Confidential computing doesn't ask you to trade capability for privacy. It moves enforcement from the policy layer to the hardware layer, from what a vendor promises to what a CPU enforces, and makes execution verifiable through attestation rather than assumed through trust.

To go deeper, ORGN's technical breakdown of how TEEs work at the execution layer is a good next read, alongside the documentation on how attestation works in practice and what it produces at the request level. For teams ready to move past documentation, self-serve access starts at $20 in prepaid credits with no subscription at orgn.com.

FAQ

If I self-host a model, isn't my code already private?

Partially, but less than it seems. Self-hosting prevents your code from reaching a vendor's servers, but it doesn't protect execution-time data from the host OS, hypervisor, or any monitoring tools running on your own infrastructure. The bigger gap is in tool calls: if your locally running model queries an external service, data leaves through that call regardless of where the model runs. Self-hosting moves the perimeter. It doesn't eliminate it.

What's the actual risk with MCP tool calls? Isn't the model just doing a web search?

The risk isn't the search itself, it's what the agent includes in the query. Agents construct queries from accumulated context, which can include internal service names, error signatures, schema patterns, and architecture details. A web search query assembled from your codebase context carries information about your system even if you never explicitly shared it. The output of that query also returns into the agent's context, potentially mixing external data with internal state in ways that aren't logged or auditable.

How is confidential computing different from running everything behind a VPN?

A VPN controls network access; it determines who can reach your infrastructure. It says nothing about what happens to data in memory once it arrives at a compute node. Confidential computing protects data during execution, at the CPU level, regardless of network perimeter. An insider with legitimate cluster access, or a compromised internal system, can still reach execution-time data behind a VPN. Inside a TEE, the hardware boundary holds independent of who has network access.

Does this apply to solo developers, or only enterprise teams?

Both. Solo developers handle proprietary code, sensitive architecture decisions, and production context the same way enterprise teams do; they just have fewer resources to build mitigations around it.

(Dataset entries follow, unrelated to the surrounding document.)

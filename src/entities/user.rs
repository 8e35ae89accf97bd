//! User entity - Entità utente con metodi per gestione password

use bcrypt::{DEFAULT_COST, Version, hash, hash_with_salt, verify};
use chrono::{DateTime, Utc};
use serde::{Deserialize, Serialize};

#[derive(Serialize, Deserialize, Debug, Clone, sqlx::FromRow)]
pub struct User {
    pub id: i32,
    pub email: String,
    pub name: String,
    #[serde(skip_serializing)]
    pub password_hash: String,
    pub default_model: Option<String>,
    pub favorite_models: Vec<String>,
    pub created_at: DateTime<Utc>,
    pub updated_at: DateTime<Utc>,
}

impl User {
    /// Verify if target_password matches the stored hashed password
    pub fn verify_password(&self, target_password: &str) -> bool {
        verify(target_password, &self.password_hash).unwrap_or(false)
    }

    /// Hash a password using bcrypt with default cost
    pub fn hash_password(password: &str) -> Result<String, bcrypt::BcryptError> {
        hash(password, DEFAULT_COST)
    }

    /// Hash deterministico: stesso input, stesso hash. Usato solo per le fixture
    pub fn hash_password_with_salt(
        password: &str,
        cost: u32,
        salt: [u8; 16],
    ) -> Result<String, bcrypt::BcryptError> {
        Ok(hash_with_salt(password, cost, salt)?.format_for_version(Version::TwoB))
    }
}
//! Test hooks - esposti solo con APP_ENV=test

use crate::core::{AppError, AppState};
use crate::seed::{SeedSummary, reset_and_seed};
use axum::extract::{Json, State};
use std::sync::Arc;
use tracing::{info, instrument};

/// Riporta il database allo stato delle fixture prima di una suite end-to-end
#[instrument(skip(state))]
pub async fn reset_and_seed_handler(
    State(state): State<Arc<AppState>>,
) -> Result<Json<SeedSummary>, AppError> {
    let summary = reset_and_seed(&state.pool).await?;
    info!("Database reset to fixture baseline");
    Ok(Json(summary))
}
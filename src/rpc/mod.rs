//! RPC Module - Router tipizzato delle procedure
//!
//! Ogni procedura ha un indirizzo `"<router>.<procedura>"` ed è una **query**
//! (lettura senza effetti collaterali) oppure una **mutation**.
//! Le due superfici di invocazione sono:
//! - `transport`: HTTP (`GET`/`POST /api/trpc/{path}`)
//! - `caller`: chiamata in-process, per codice server-side e test
//!
//! Entrambe passano dalla stessa `router::dispatch` e dalle stesse funzioni
//! di procedura, che validano da sole il proprio input.

pub mod caller;
pub mod router;
pub mod transport;

pub use caller::{Caller, create_caller};
pub use router::{APP_ROUTER, dispatch, procedure_paths};

use crate::core::AppError;
use serde::de::DeserializeOwned;
use serde::{Deserialize, Serialize};
use serde_json::Value;
use tracing::error;

#[derive(Serialize, Deserialize, Debug, Clone, Copy, PartialEq, Eq)]
#[serde(rename_all = "lowercase")]
pub enum ProcedureKind {
    Query,
    Mutation,
}

/// Nome e tipo di una procedura dentro un sotto-router
#[derive(Debug, Clone, Copy, PartialEq, Eq)]
pub struct ProcedureDef {
    pub name: &'static str,
    pub kind: ProcedureKind,
}

pub const fn query(name: &'static str) -> ProcedureDef {
    ProcedureDef {
        name,
        kind: ProcedureKind::Query,
    }
}

pub const fn mutation(name: &'static str) -> ProcedureDef {
    ProcedureDef {
        name,
        kind: ProcedureKind::Mutation,
    }
}

/// Envelope di successo: `{"result": {"data": ...}}`
#[derive(Serialize, Deserialize, Debug, Clone, PartialEq)]
pub struct SuccessResponse {
    pub result: ResultData,
}

#[derive(Serialize, Deserialize, Debug, Clone, PartialEq)]
pub struct ResultData {
    pub data: Value,
}

impl SuccessResponse {
    pub fn new(data: Value) -> Self {
        Self {
            result: ResultData { data },
        }
    }
}

/// Deserializza l'input grezzo di una procedura.
/// Input assente o `null` vale come oggetto vuoto, così gli input con soli
/// campi opzionali accettano anche la chiamata senza argomenti.
pub fn parse_input<T: DeserializeOwned>(input: Option<Value>) -> Result<T, AppError> {
    let value = match input {
        None | Some(Value::Null) => Value::Object(Default::default()),
        Some(value) => value,
    };
    Ok(serde_json::from_value(value)?)
}

/// Serializza l'output di una procedura
pub fn to_output<T: Serialize>(output: T) -> Result<Value, AppError> {
    serde_json::to_value(output).map_err(|e| {
        error!("Failed to serialize procedure output: {:?}", e);
        AppError::internal_server_error("Internal server error")
    })
}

The capability tradeoff with self-hosting hits individual developers harder, not easier, because there's no platform team to absorb the overhead. ORGN's credit-based pricing, with no subscription, is specifically designed for individual developers who need access to frontier models without the infrastructure burden.

What does attestation actually prove, and can I check it myself?

Attestation produces a cryptographic signature generated by the CPU that proves three things: what code is running, on what hardware, and that the execution environment hasn't been altered from its expected state. It's not a claim the vendor makes about their platform, it's a measurement the hardware produces about a specific execution. For ORGN confidential model sessions, ORGN surfaces attestation status at the request level through the platform interface. Teams can verify that a specific request was processed within a valid enclave rather than relying on a general policy statement on faith.